Sheetz went into shock instantly. He felt no pain but was aware of what was
going on around him.
Padgett came back from leave that day to find Sheetz in the same cot that
one of his commanding officers had died in earlier. He squeezed Sheetz's
hand and thought that he would survive his injuries.
It was about two months later that Padgett followed his friend to a clinic
He jumped down off an instant bridge that folds out from a flatbed truck to
cross a stream. He landed on a landmine and lost his leg.
Padgett and Sheetz caught up with each other stateside at Walter Reed Army
Hospital, but lost track of each other when they were discharged.
They found each other at a reunion of the engineer's corps two years ago.
Sheetz had lost one eye and most vision in the other, as well as part of his
larynx, and hasn't been able to drive.
"I'm not complaining one bit," he says now. "There's a lot more guys on that
[Vietnam Memorial] wall worse off than me."
The two began making plans, along with several others, to drive out to Fort
Irwin, Calif., to visit their old unit's base, see the troops train and
check out its museum.
So Padgett picked up his friend and drove 5,000 miles roundtrip for a visit.
They picked up fellow veterans from the 919th: Rick O'Dell in Vinton - the
guy that Sheetz credits with saving his life on the day of the attack - and
Sam Caldwell in Texas and Joe Rooney in Santa Clara, Calif.
The vets joked they had a one-legged driver and a blind navigator.
They took side trips to see other comrades, like Ben Fields, who couldn't go
to the reunion, and made a stop in Las Vegas.
A stop in Aspen offered Sheetz his first in-person look at winter weather.
"I never saw icicles before," he said. "I got out of the car and got my feet
wet in the snow. I never knew snow got your feet wet."
What really impressed the friends, though, was the personnel at Fort Irwin.
A lieutenant served as a liaison and two soldiers had the assignment of
showing the veterans the base and the war games taking place.
"It was sort of like having a valet at a hotel," Padgett said.
Technology in the field has taken huge steps forward with developments such
as global positioning systems and satellite phones.
A two-star general seemed quite approachable, compared to what the vets were
familiar with in the past. He gave two of the corps' medallions to Padgett,
who admitted to being "too star struck" to ask for the same for his buddies.
"They haven't let me live that one down."

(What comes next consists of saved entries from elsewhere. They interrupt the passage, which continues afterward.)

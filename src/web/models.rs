//! Request and Response DTOs for the Web API

use chrono::{DateTime, Utc};
use serde::{Deserialize, Serialize};

use crate::directory::query::{Criterion, SortKey, TraderQuery};
use crate::models::{CopyTradeSettings, CopyTradeStatus, Trade, Trader};

// ============================================================================
// Health
// ============================================================================

#[derive(Debug, Serialize)]
pub struct HealthResponse {
    pub status: String,
    pub version: String,
    pub timestamp: DateTime<Utc>,
}

#[derive(Debug, Serialize)]
pub struct ServicesHealthResponse {
    pub healthy: bool,
    pub services: Vec<crate::api::ServiceHealth>,
}

// ============================================================================
// Traders
// ============================================================================

#[derive(Debug, Default, Deserialize)]
#[serde(rename_all = "camelCase")]
pub struct TradersQuery {
    pub search: Option<String>,
    pub verification_type: Option<String>,
    pub chain: Option<String>,
    pub sort_by: Option<String>,
    pub page: Option<u32>,
    pub limit: Option<u32>,
}

impl TradersQuery {
    pub fn to_query(&self) -> TraderQuery {
        TraderQuery::new()
            .search(self.search.as_deref())
            .verification(Criterion::parse(self.verification_type.as_deref()))
            .chain(Criterion::parse(self.chain.as_deref()))
            .sort_by(SortKey::parse_or_default(self.sort_by.as_deref()))
            .page(self.page, self.limit)
    }
}

#[derive(Debug, Serialize)]
pub struct TradersListResponse {
    pub traders: Vec<Trader>,
    pub total: usize,
}

#[derive(Debug, Serialize)]
pub struct TraderResponse {
    pub trader: Trader,
}

#[derive(Debug, Serialize)]
pub struct TraderTradesResponse {
    pub trades: Vec<Trade>,
    pub count: usize,
    /// Sum of input amounts
    pub volume: f64,
}

// ============================================================================
// Copy Trade
// ============================================================================

#[derive(Debug, Deserialize)]
#[serde(rename_all = "camelCase")]
pub struct ActivateCopyTradeRequest {
    pub trader_id: String,
    pub amount: f64,
    #[serde(default)]
    pub settings: CopyTradeSettings,
    pub user_id: Option<String>,
}

#[derive(Debug, Serialize)]
#[serde(rename_all = "camelCase")]
pub struct ActivateCopyTradeResponse {
    pub success: bool,
    pub copy_trade_id: String,
    pub trader_id: String,
    pub amount: f64,
    pub settings: CopyTradeSettings,
    pub activated_at: DateTime<Utc>,
}

#[derive(Debug, Deserialize)]
#[serde(rename_all = "camelCase")]
pub struct CopyTradesQuery {
    pub user_id: Option<String>,
}

#[derive(Debug, Serialize)]
#[serde(rename_all = "camelCase")]
pub struct CopyTradeSummary {
    pub id: String,
    pub trader_id: String,
    pub trader_name: String,
    pub amount: f64,
    pub status: CopyTradeStatus,
    pub activated_at: DateTime<Utc>,
    #[serde(skip_serializing_if = "Option::is_none")]
    pub stopped_at: Option<DateTime<Utc>>,
}

#[derive(Debug, Serialize)]
#[serde(rename_all = "camelCase")]
pub struct CopyTradesListResponse {
    pub copy_trades: Vec<CopyTradeSummary>,
}

#[derive(Debug, Serialize)]
#[serde(rename_all = "camelCase")]
pub struct StopCopyTradeResponse {
    pub success: bool,
    pub copy_trade_id: String,
    pub status: CopyTradeStatus,
}

// ============================================================================
// Secrets
// ============================================================================

#[derive(Debug, Deserialize)]
pub struct StoreSecretRequest {
    pub secret: String,
    pub name: String,
}

#[derive(Debug, Serialize)]
#[serde(rename_all = "camelCase")]
pub struct StoreSecretResponse {
    pub store_id: String,
    pub status: String,
}

#[derive(Debug, Deserialize)]
#[serde(rename_all = "camelCase")]
pub struct SignPayloadRequest {
    pub store_id: String,
    pub payload_hash: String,
}

#[derive(Debug, Serialize)]
pub struct SignPayloadResponse {
    pub signature: String,
    pub status: String,
}

// ============================================================================
// Execution
// ============================================================================

#[derive(Debug, Deserialize)]
#[serde(rename_all = "camelCase")]
pub struct ExecuteTradeRequest {
    pub user_id: String,
    pub chain: String,
    pub action: String,
    #[serde(default)]
    pub params: serde_json::Map<String, serde_json::Value>,
}

#[derive(Debug, Serialize)]
#[serde(rename_all = "camelCase")]
pub struct ExecuteTradeResponse {
    pub execution_id: String,
    pub status: String,
    pub tx_hash: String,
    pub derived_address: String,
}

// ============================================================================
// Subscriptions
// ============================================================================

#[derive(Debug, Deserialize)]
#[serde(rename_all = "camelCase")]
pub struct CreateSubscriptionRequest {
    pub user_id: String,
    pub tier: String,
}

#[derive(Debug, Serialize)]
#[serde(rename_all = "camelCase")]
pub struct CreateSubscriptionResponse {
    pub payment_address: String,
    pub amount_zec: f64,
    pub status: String,
}

#[derive(Debug, Deserialize)]
#[serde(rename_all = "camelCase")]
pub struct PaymentAddressRequest {
    pub payment_address: String,
}

#[derive(Debug, Serialize)]
pub struct PaymentStatusResponse {
    pub received: bool,
}

// ============================================================================
// Generic Responses
// ============================================================================

#[derive(Debug, Serialize)]
pub struct ErrorResponse {
    pub error: String,
    pub details: Option<String>,
}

An all-volunteer Army made a huge difference in morale at the base.
The mess hall also proved to be quite different than what Padgett and Sheetz
experienced in the Army.
"What stuck out in my mind is going to the mess hall and having 60 varieties
of food," Padgett said.
When they went to the base museum, Sheetz noticed the record wasn't complete
for the 919th from when they were soldiers.
He brought along articles that proved that the unit won four citations that
had not been accounted for in the museum. He donated his clippings to the
museum so it would have documentation.
The most exciting part of the visit was fulfilling a dream of Sheetz's,
Padgett said - to get him an opportunity to drive a personnel carrier again.
The vets crowded in and Sheetz drove through the Mojave Desert, despite his
virtual lack of vision. Padgett said he is still a smooth driver.
Don't lose contact with your Army friends, the vets told the soldiers. The
other soldiers will be able to understand you in ways your family can't,
Sheetz, Padgett and other veterans talk often, especially when they want to
blow off steam about something connected with the military.
"Thank God for cell phones," Sheetz said.
"Stay in touch," he said. "Don't spend 35 years looking for each other."